Venezuela: Women the 'vanguard of the Bolivarian revolution'

November 22, 2015
Issue 

Women are crucial to the Bolivarian process and will play a vital role in Venezuela's national elections next month, legislator and candidate for the governing United Socialist Party of Venezuela (PSUV) Tania Diaz told TeleSUR.

For the first time, Venezuela's electoral council has introduced a rule that for elections to the National Assembly, parties must aim for a 50/50 divide between the sexes.
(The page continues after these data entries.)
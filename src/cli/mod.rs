use anyhow::Result;
use clap::{Parser, Subcommand};
use tracing_subscriber::{layer::SubscriberExt, util::SubscriberInitExt};

pub mod ask;
pub mod chat;
pub mod persona;

use crate::core::AppConfig;

#[derive(Subcommand, Debug, PartialEq)]
enum Command {
    /// Start an interactive chat with the portfolio assistant
    Chat {},
    /// Ask a single question and print the reply
    Ask {
        #[arg(long)]
        message: String,
        /// Print the whole transcript as JSON instead of the reply
        #[arg(long, default_value = "false")]
        json: bool,
    },
    /// Print the system instruction sent with every request
    Persona {},
}

#[derive(Parser)]
#[command(author, version, about, long_about = None)]
#[command(propagate_version = true)]
pub struct Cli {
    /// Total attempts per message, overrides FOLIO_MAX_RETRIES
    #[arg(long, global = true)]
    max_retries: Option<u32>,

    /// First backoff delay, overrides FOLIO_BASE_DELAY_MS
    #[arg(long, global = true)]
    base_delay_ms: Option<u64>,

    #[command(subcommand)]
    command: Option<Command>,
}

// Logs go to stderr so they don't interleave with the conversation
fn init_tracing() {
    tracing_subscriber::registry()
        .with(
            tracing_subscriber::EnvFilter::try_from_default_env()
                .unwrap_or_else(|_| format!("{}=info", env!("CARGO_CRATE_NAME")).into()),
        )
        .with(tracing_subscriber::fmt::layer().with_writer(std::io::stderr))
        .init();
}

pub async fn run() -> Result<()> {
    let args = Cli::parse();
    init_tracing();

    let mut config = AppConfig::from_env()?;
    if let Some(max_retries) = args.max_retries {
        config.max_retries = max_retries;
    }
    if let Some(base_delay_ms) = args.base_delay_ms {
        config.base_delay_ms = base_delay_ms;
    }

    // Handle each sub command
    match args.command {
        Some(Command::Chat {}) => {
            chat::run(&config).await?;
        }
        Some(Command::Ask { message, json }) => {
            ask::run(&config, &message, json).await?;
        }
        Some(Command::Persona {}) => {
            persona::run(&config);
        }
        None => {}
    }

    Ok(())
}

#[cfg(test)]
mod tests {
    use super::*;

    #[test]
    fn it_parses_ask_with_global_overrides() {
        let cli = Cli::try_parse_from([
            "folio",
            "ask",
            "--message",
            "What does he do?",
            "--json",
            "--max-retries",
            "5",
        ])
        .unwrap();

        assert_eq!(cli.max_retries, Some(5));
        assert_eq!(cli.base_delay_ms, None);
        assert_eq!(
            cli.command,
            Some(Command::Ask {
                message: String::from("What does he do?"),
                json: true
            })
        );
    }

    #[test]
    fn it_requires_a_message_for_ask() {
        assert!(Cli::try_parse_from(["folio", "ask"]).is_err());
    }
}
At the very least, 40% of candidates must be women.

Opposition parties have just met the limit, but the PSUV has exceeded it with half of its candidates women.

“This was a resolution of the president of the National Electoral Council, Tibisay Lucena, who is a woman and feminist,” Diaz told TeleSUR.

According to the socialist legislature, the initiative to introduce quotas for women also came from women in opposition parties, who struggled to gain representation in parliament.

“So in this respect, the demands of women of the opposition sectors and women of the revolution were joined,” she said.

The new levels of women's participation in politics in Venezuela are impressive when contrasted with average figures in Latin America. Despite several female state leaders, including Cristina Fernandez, Dilma Rousseff and Michelle Bachelet, across the region, women hold about 20% of seats in the legislatures.

However, in Venezuela since the election of Hugo Chavez in 1999, women have taken prominent positions in government and society. The late president took a special interest in promoting women's participation. Chavez said in 2010: “I am a feminist. I fight and will fight without truce, because the Venezuelan woman occupies the space that she has to occupy: in the heart, in the soul of the new homeland of the socialist revolution.”

Many of the country's top posts, including foreign minister, president of the supreme court of justice and president of the electoral body, are held by women.

Diaz told TeleSUR that Venezuelan society is “centred” around women, with most university students and grassroots spokespeople being women. “So, we are at the vanguard of the collective construction that is Bolivarian socialism in the 21st century,” she said.